━━ INFORMATION ━━

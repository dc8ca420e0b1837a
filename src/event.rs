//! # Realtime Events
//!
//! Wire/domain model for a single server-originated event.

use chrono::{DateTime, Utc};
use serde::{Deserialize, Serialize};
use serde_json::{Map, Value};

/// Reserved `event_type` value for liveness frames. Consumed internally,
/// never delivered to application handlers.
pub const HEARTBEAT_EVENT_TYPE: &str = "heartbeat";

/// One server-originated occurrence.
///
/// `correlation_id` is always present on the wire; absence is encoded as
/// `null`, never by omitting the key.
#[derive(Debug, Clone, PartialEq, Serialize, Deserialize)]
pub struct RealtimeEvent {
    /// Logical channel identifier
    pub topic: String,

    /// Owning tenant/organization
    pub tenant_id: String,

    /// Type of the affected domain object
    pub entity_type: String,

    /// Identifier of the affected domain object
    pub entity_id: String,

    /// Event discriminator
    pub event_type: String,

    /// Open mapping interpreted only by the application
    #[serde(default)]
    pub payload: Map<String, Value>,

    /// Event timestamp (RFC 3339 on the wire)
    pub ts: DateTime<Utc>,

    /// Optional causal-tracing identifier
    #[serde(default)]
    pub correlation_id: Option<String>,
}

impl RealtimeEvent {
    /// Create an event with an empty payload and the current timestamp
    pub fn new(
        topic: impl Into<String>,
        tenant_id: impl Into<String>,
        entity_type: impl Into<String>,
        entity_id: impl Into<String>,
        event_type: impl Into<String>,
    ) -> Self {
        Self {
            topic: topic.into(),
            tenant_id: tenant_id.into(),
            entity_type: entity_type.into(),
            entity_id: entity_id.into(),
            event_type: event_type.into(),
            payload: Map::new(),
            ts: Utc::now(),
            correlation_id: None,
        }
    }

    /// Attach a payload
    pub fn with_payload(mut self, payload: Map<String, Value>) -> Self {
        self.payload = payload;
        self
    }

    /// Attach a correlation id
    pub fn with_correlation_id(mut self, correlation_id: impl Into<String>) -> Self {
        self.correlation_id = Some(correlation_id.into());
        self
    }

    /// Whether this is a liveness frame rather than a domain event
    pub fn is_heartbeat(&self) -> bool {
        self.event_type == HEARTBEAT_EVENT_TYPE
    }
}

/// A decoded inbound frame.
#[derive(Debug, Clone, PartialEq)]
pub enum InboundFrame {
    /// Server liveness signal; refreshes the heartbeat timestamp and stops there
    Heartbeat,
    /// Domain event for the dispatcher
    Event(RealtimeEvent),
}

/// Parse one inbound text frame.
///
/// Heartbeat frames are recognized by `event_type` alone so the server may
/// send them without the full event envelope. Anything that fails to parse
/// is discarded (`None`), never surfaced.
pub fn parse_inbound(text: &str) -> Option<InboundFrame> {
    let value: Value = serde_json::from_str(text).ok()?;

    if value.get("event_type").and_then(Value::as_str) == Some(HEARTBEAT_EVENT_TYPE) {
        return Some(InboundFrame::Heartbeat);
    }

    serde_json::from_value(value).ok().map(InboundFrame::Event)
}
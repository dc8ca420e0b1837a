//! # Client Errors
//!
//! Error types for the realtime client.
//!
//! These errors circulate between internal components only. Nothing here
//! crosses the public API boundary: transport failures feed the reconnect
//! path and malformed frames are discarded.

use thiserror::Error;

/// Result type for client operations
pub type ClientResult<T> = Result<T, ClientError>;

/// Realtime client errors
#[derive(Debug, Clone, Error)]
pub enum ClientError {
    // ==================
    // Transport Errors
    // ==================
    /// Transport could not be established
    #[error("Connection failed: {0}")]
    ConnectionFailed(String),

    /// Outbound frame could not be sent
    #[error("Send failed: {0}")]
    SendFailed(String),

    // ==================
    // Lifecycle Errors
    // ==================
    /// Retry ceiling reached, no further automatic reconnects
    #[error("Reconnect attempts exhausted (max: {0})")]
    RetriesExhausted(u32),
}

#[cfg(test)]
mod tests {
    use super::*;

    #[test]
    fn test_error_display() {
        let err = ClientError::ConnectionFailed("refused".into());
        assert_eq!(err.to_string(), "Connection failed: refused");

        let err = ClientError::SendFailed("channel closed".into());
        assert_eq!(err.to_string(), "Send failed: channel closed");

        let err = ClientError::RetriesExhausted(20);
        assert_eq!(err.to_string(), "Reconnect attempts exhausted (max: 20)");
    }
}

━━━

## EXERCISE PROMPT
Print out every record again, exactly and in full.

## RESPONSE
repository dc8ca420e0b1837a
filename src/event.rs
//! # Realtime Events
//!
//! Wire/domain model for a single server-originated event.

use chrono::{DateTime, Utc};
use serde::{Deserialize, Serialize};
use serde_json::{Map, Value};

/// Reserved `event_type` value for liveness frames. Consumed internally,
/// never delivered to application handlers.
pub const HEARTBEAT_EVENT_TYPE: &str = "heartbeat";

/// One server-originated occurrence.
///
/// `correlation_id` is always present on the wire; absence is encoded as
/// `null`, never by omitting the key.
#[derive(Debug, Clone, PartialEq, Serialize, Deserialize)]
pub struct RealtimeEvent {
    /// Logical channel identifier
    pub topic: String,

    /// Owning tenant/organization
    pub tenant_id: String,

    /// Type of the affected domain object
    pub entity_type: String,

    /// Identifier of the affected domain object
    pub entity_id: String,

    /// Event discriminator
    pub event_type: String,

    /// Open mapping interpreted only by the application
    #[serde(default)]
    pub payload: Map<String, Value>,

    /// Event timestamp (RFC 3339 on the wire)
    pub ts: DateTime<Utc>,

    /// Optional causal-tracing identifier
    #[serde(default)]
    pub correlation_id: Option<String>,
}

impl RealtimeEvent {
    /// Create an event with an empty payload and the current timestamp
    pub fn new(
        topic: impl Into<String>,
        tenant_id: impl Into<String>,
        entity_type: impl Into<String>,
        entity_id: impl Into<String>,
        event_type: impl Into<String>,
    ) -> Self {
        Self {
            topic: topic.into(),
            tenant_id: tenant_id.into(),
            entity_type: entity_type.into(),
            entity_id: entity_id.into(),
            event_type: event_type.into(),
            payload: Map::new(),
            ts: Utc::now(),
            correlation_id: None,
        }
    }

    /// Attach a payload
    pub fn with_payload(mut self, payload: Map<String, Value>) -> Self {
        self.payload = payload;
        self
    }

    /// Attach a correlation id
    pub fn with_correlation_id(mut self, correlation_id: impl Into<String>) -> Self {
        self.correlation_id = Some(correlation_id.into());
        self
    }

    /// Whether this is a liveness frame rather than a domain event
    pub fn is_heartbeat(&self) -> bool {
        self.event_type == HEARTBEAT_EVENT_TYPE
    }
}

/// A decoded inbound frame.
#[derive(Debug, Clone, PartialEq)]
pub enum InboundFrame {
    /// Server liveness signal; refreshes the heartbeat timestamp and stops there
    Heartbeat,
    /// Domain event for the dispatcher
    Event(RealtimeEvent),
}

/// Parse one inbound text frame.
///
/// Heartbeat frames are recognized by `event_type` alone so the server may
/// send them without the full event envelope. Anything that fails to parse
/// is discarded (`None`), never surfaced.
pub fn parse_inbound(text: &str) -> Option<InboundFrame> {
    let value: Value = serde_json::from_str(text).ok()?;

    if value.get("event_type").and_then(Value::as_str) == Some(HEARTBEAT_EVENT_TYPE) {
        return Some(InboundFrame::Heartbeat);
    }

    serde_json::from_value(value).ok().map(InboundFrame::Event)
}
repository dc8ca420e0b1837a
//! # Client Errors
//!
//! Error types for the realtime client.
//!
//! These errors circulate between internal components only. Nothing here
//! crosses the public API boundary: transport failures feed the reconnect
//! path and malformed frames are discarded.

use thiserror::Error;

/// Result type for client operations
pub type ClientResult<T> = Result<T, ClientError>;

/// Realtime client errors
#[derive(Debug, Clone, Error)]
pub enum ClientError {
    // ==================
    // Transport Errors
    // ==================
    /// Transport could not be established
    #[error("Connection failed: {0}")]
    ConnectionFailed(String),

    /// Outbound frame could not be sent
    #[error("Send failed: {0}")]
    SendFailed(String),

    // ==================
    // Lifecycle Errors
    // ==================
    /// Retry ceiling reached, no further automatic reconnects
    #[error("Reconnect attempts exhausted (max: {0})")]
    RetriesExhausted(u32),
}

#[cfg(test)]
mod tests {
    use super::*;

    #[test]
    fn test_error_display() {
        let err = ClientError::ConnectionFailed("refused".into());
        assert_eq!(err.to_string(), "Connection failed: refused");

        let err = ClientError::SendFailed("channel closed".into());
        assert_eq!(err.to_string(), "Send failed: channel closed");

        let err = ClientError::RetriesExhausted(20);
        assert_eq!(err.to_string(), "Reconnect attempts exhausted (max: 20)");
    }
}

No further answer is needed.